### What is required
Down to the last line, repeat the entries exactly.
------------------------
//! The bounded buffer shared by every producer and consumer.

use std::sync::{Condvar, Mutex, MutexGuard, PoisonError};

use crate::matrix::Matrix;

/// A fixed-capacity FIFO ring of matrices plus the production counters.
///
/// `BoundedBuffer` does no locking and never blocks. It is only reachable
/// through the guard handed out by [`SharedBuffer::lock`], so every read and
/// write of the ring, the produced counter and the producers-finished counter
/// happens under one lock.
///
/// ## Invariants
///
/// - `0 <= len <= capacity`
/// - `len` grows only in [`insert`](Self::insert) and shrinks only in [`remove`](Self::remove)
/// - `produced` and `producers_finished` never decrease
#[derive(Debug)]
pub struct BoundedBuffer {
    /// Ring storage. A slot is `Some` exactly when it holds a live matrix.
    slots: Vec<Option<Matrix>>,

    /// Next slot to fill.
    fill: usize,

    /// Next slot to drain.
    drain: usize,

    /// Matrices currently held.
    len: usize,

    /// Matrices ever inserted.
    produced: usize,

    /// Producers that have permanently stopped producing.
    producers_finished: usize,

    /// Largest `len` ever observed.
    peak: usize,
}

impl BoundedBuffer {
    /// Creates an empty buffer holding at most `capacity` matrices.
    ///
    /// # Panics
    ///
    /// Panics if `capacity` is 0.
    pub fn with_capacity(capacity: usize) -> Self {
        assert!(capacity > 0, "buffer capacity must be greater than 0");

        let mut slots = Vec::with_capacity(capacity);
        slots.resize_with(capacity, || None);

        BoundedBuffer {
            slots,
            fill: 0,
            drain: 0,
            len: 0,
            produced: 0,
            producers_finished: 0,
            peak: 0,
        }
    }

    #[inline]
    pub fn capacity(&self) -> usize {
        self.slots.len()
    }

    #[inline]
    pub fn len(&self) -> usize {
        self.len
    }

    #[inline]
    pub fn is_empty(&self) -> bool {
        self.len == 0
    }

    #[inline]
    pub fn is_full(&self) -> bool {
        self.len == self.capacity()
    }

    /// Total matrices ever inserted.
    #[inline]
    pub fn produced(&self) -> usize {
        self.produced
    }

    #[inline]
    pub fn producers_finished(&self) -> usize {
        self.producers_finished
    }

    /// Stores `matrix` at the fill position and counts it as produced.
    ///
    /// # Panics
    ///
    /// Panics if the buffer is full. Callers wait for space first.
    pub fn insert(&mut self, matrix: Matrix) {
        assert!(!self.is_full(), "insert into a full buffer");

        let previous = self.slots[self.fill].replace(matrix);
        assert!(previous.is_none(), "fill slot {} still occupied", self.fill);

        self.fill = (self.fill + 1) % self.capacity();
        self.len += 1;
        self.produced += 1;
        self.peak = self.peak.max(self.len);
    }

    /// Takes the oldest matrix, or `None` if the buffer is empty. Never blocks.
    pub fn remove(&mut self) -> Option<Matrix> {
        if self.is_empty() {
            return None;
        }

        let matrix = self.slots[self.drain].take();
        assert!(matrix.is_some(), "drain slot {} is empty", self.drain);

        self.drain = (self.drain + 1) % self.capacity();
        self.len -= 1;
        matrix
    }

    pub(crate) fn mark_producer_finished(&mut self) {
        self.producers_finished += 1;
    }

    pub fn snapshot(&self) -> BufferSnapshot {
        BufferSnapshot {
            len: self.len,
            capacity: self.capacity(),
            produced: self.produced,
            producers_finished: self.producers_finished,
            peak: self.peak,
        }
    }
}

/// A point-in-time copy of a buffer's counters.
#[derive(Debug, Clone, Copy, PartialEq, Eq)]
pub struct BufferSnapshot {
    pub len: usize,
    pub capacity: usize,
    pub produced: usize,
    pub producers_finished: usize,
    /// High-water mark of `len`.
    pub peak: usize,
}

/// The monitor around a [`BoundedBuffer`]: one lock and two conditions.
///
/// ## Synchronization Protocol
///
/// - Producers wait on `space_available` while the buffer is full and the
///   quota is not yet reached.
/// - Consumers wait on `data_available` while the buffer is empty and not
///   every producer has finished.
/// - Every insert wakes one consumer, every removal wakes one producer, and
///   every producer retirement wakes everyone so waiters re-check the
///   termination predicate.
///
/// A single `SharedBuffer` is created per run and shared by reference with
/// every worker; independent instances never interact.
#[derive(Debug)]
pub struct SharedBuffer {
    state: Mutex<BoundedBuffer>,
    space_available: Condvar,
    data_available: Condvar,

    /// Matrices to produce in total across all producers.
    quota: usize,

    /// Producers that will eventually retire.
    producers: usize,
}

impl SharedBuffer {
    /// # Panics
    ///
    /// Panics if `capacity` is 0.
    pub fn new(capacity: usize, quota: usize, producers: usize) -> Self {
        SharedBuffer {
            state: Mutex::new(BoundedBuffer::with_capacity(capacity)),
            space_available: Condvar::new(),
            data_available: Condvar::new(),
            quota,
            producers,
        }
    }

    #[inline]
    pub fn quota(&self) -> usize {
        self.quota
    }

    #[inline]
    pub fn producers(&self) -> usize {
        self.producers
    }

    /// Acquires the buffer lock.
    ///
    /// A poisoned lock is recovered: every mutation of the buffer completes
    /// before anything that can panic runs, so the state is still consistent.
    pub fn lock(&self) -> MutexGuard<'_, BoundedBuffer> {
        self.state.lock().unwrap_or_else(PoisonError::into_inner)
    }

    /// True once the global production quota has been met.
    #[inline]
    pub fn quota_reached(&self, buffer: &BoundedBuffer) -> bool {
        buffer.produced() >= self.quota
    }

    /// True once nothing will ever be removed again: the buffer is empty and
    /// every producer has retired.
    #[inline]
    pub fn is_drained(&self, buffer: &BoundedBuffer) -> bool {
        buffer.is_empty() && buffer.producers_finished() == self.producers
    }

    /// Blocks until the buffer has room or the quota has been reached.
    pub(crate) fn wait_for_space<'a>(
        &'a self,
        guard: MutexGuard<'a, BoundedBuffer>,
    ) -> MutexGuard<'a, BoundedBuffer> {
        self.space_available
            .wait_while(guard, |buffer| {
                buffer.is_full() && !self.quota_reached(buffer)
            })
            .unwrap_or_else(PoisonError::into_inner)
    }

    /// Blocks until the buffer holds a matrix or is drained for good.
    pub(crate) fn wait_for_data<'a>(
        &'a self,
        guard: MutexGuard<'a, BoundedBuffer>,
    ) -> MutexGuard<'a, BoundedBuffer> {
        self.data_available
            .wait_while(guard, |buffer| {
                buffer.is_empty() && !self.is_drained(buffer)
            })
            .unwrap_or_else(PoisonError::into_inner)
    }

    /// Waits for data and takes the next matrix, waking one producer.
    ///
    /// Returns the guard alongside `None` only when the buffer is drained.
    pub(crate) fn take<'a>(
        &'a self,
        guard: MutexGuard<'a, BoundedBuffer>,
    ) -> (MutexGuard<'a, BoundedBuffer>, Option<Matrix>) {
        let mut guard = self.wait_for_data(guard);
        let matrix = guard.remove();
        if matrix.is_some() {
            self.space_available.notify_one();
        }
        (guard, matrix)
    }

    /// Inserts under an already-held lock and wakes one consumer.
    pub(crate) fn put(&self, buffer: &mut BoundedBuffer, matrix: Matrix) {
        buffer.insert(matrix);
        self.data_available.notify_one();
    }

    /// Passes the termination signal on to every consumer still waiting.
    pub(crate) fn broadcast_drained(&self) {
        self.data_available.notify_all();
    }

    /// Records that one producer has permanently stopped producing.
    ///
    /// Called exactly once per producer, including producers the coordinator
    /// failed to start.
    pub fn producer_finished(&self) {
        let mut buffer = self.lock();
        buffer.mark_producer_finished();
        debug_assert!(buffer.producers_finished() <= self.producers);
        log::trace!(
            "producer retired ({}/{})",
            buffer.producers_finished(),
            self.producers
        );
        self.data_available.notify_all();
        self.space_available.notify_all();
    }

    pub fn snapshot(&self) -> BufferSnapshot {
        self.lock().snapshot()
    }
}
------------------------
### Expected output
//! The bounded buffer shared by every producer and consumer.

use std::sync::{Condvar, Mutex, MutexGuard, PoisonError};

use crate::matrix::Matrix;

/// A fixed-capacity FIFO ring of matrices plus the production counters.
///
/// `BoundedBuffer` does no locking and never blocks. It is only reachable
/// through the guard handed out by [`SharedBuffer::lock`], so every read and
/// write of the ring, the produced counter and the producers-finished counter
/// happens under one lock.
///
/// ## Invariants
///
/// - `0 <= len <= capacity`
/// - `len` grows only in [`insert`](Self::insert) and shrinks only in [`remove`](Self::remove)
/// - `produced` and `producers_finished` never decrease
#[derive(Debug)]
pub struct BoundedBuffer {
    /// Ring storage. A slot is `Some` exactly when it holds a live matrix.
    slots: Vec<Option<Matrix>>,

    /// Next slot to fill.
    fill: usize,

    /// Next slot to drain.
    drain: usize,

    /// Matrices currently held.
    len: usize,

    /// Matrices ever inserted.
    produced: usize,

    /// Producers that have permanently stopped producing.
    producers_finished: usize,

    /// Largest `len` ever observed.
    peak: usize,
}

impl BoundedBuffer {
    /// Creates an empty buffer holding at most `capacity` matrices.
    ///
    /// # Panics
    ///
    /// Panics if `capacity` is 0.
    pub fn with_capacity(capacity: usize) -> Self {
        assert!(capacity > 0, "buffer capacity must be greater than 0");

        let mut slots = Vec::with_capacity(capacity);
        slots.resize_with(capacity, || None);

        BoundedBuffer {
            slots,
            fill: 0,
            drain: 0,
            len: 0,
            produced: 0,
            producers_finished: 0,
            peak: 0,
        }
    }

    #[inline]
    pub fn capacity(&self) -> usize {
        self.slots.len()
    }

    #[inline]
    pub fn len(&self) -> usize {
        self.len
    }

    #[inline]
    pub fn is_empty(&self) -> bool {
        self.len == 0
    }

    #[inline]
    pub fn is_full(&self) -> bool {
        self.len == self.capacity()
    }

    /// Total matrices ever inserted.
    #[inline]
    pub fn produced(&self) -> usize {
        self.produced
    }

    #[inline]
    pub fn producers_finished(&self) -> usize {
        self.producers_finished
    }

    /// Stores `matrix` at the fill position and counts it as produced.
    ///
    /// # Panics
    ///
    /// Panics if the buffer is full. Callers wait for space first.
    pub fn insert(&mut self, matrix: Matrix) {
        assert!(!self.is_full(), "insert into a full buffer");

        let previous = self.slots[self.fill].replace(matrix);
        assert!(previous.is_none(), "fill slot {} still occupied", self.fill);

        self.fill = (self.fill + 1) % self.capacity();
        self.len += 1;
        self.produced += 1;
        self.peak = self.peak.max(self.len);
    }

    /// Takes the oldest matrix, or `None` if the buffer is empty. Never blocks.
    pub fn remove(&mut self) -> Option<Matrix> {
        if self.is_empty() {
            return None;
        }

        let matrix = self.slots[self.drain].take();
        assert!(matrix.is_some(), "drain slot {} is empty", self.drain);

        self.drain = (self.drain + 1) % self.capacity();
        self.len -= 1;
        matrix
    }

    pub(crate) fn mark_producer_finished(&mut self) {
        self.producers_finished += 1;
    }

    pub fn snapshot(&self) -> BufferSnapshot {
        BufferSnapshot {
            len: self.len,
            capacity: self.capacity(),
            produced: self.produced,
            producers_finished: self.producers_finished,
            peak: self.peak,
        }
    }
}

/// A point-in-time copy of a buffer's counters.
#[derive(Debug, Clone, Copy, PartialEq, Eq)]
pub struct BufferSnapshot {
    pub len: usize,
    pub capacity: usize,
    pub produced: usize,
    pub producers_finished: usize,
    /// High-water mark of `len`.
    pub peak: usize,
}

/// The monitor around a [`BoundedBuffer`]: one lock and two conditions.
///
/// ## Synchronization Protocol
///
/// - Producers wait on `space_available` while the buffer is full and the
///   quota is not yet reached.
/// - Consumers wait on `data_available` while the buffer is empty and not
///   every producer has finished.
/// - Every insert wakes one consumer, every removal wakes one producer, and
///   every producer retirement wakes everyone so waiters re-check the
///   termination predicate.
///
/// A single `SharedBuffer` is created per run and shared by reference with
/// every worker; independent instances never interact.
#[derive(Debug)]
pub struct SharedBuffer {
    state: Mutex<BoundedBuffer>,
    space_available: Condvar,
    data_available: Condvar,

    /// Matrices to produce in total across all producers.
    quota: usize,

    /// Producers that will eventually retire.
    producers: usize,
}

impl SharedBuffer {
    /// # Panics
    ///
    /// Panics if `capacity` is 0.
    pub fn new(capacity: usize, quota: usize, producers: usize) -> Self {
        SharedBuffer {
            state: Mutex::new(BoundedBuffer::with_capacity(capacity)),
            space_available: Condvar::new(),
            data_available: Condvar::new(),
            quota,
            producers,
        }
    }

    #[inline]
    pub fn quota(&self) -> usize {
        self.quota
    }

    #[inline]
    pub fn producers(&self) -> usize {
        self.producers
    }

    /// Acquires the buffer lock.
    ///
    /// A poisoned lock is recovered: every mutation of the buffer completes
    /// before anything that can panic runs, so the state is still consistent.
    pub fn lock(&self) -> MutexGuard<'_, BoundedBuffer> {
        self.state.lock().unwrap_or_else(PoisonError::into_inner)
    }

    /// True once the global production quota has been met.
    #[inline]
    pub fn quota_reached(&self, buffer: &BoundedBuffer) -> bool {
        buffer.produced() >= self.quota
    }

    /// True once nothing will ever be removed again: the buffer is empty and
    /// every producer has retired.
    #[inline]
    pub fn is_drained(&self, buffer: &BoundedBuffer) -> bool {
        buffer.is_empty() && buffer.producers_finished() == self.producers
    }

    /// Blocks until the buffer has room or the quota has been reached.
    pub(crate) fn wait_for_space<'a>(
        &'a self,
        guard: MutexGuard<'a, BoundedBuffer>,
    ) -> MutexGuard<'a, BoundedBuffer> {
        self.space_available
            .wait_while(guard, |buffer| {
                buffer.is_full() && !self.quota_reached(buffer)
            })
            .unwrap_or_else(PoisonError::into_inner)
    }

    /// Blocks until the buffer holds a matrix or is drained for good.
    pub(crate) fn wait_for_data<'a>(
        &'a self,
        guard: MutexGuard<'a, BoundedBuffer>,
    ) -> MutexGuard<'a, BoundedBuffer> {
        self.data_available
            .wait_while(guard, |buffer| {
                buffer.is_empty() && !self.is_drained(buffer)
            })
            .unwrap_or_else(PoisonError::into_inner)
    }

    /// Waits for data and takes the next matrix, waking one producer.
    ///
    /// Returns the guard alongside `None` only when the buffer is drained.
    pub(crate) fn take<'a>(
        &'a self,
        guard: MutexGuard<'a, BoundedBuffer>,
    ) -> (MutexGuard<'a, BoundedBuffer>, Option<Matrix>) {
        let mut guard = self.wait_for_data(guard);
        let matrix = guard.remove();
        if matrix.is_some() {
            self.space_available.notify_one();
        }
        (guard, matrix)
    }

    /// Inserts under an already-held lock and wakes one consumer.
    pub(crate) fn put(&self, buffer: &mut BoundedBuffer, matrix: Matrix) {
        buffer.insert(matrix);
        self.data_available.notify_one();
    }

    /// Passes the termination signal on to every consumer still waiting.
    pub(crate) fn broadcast_drained(&self) {
        self.data_available.notify_all();
    }

    /// Records that one producer has permanently stopped producing.
    ///
    /// Called exactly once per producer, including producers the coordinator
    /// failed to start.
    pub fn producer_finished(&self) {
        let mut buffer = self.lock();
        buffer.mark_producer_finished();
        debug_assert!(buffer.producers_finished() <= self.producers);
        log::trace!(
            "producer retired ({}/{})",
            buffer.producers_finished(),
            self.producers
        );
        self.data_available.notify_all();
        self.space_available.notify_all();
    }

    pub fn snapshot(&self) -> BufferSnapshot {
        self.lock().snapshot()
    }
}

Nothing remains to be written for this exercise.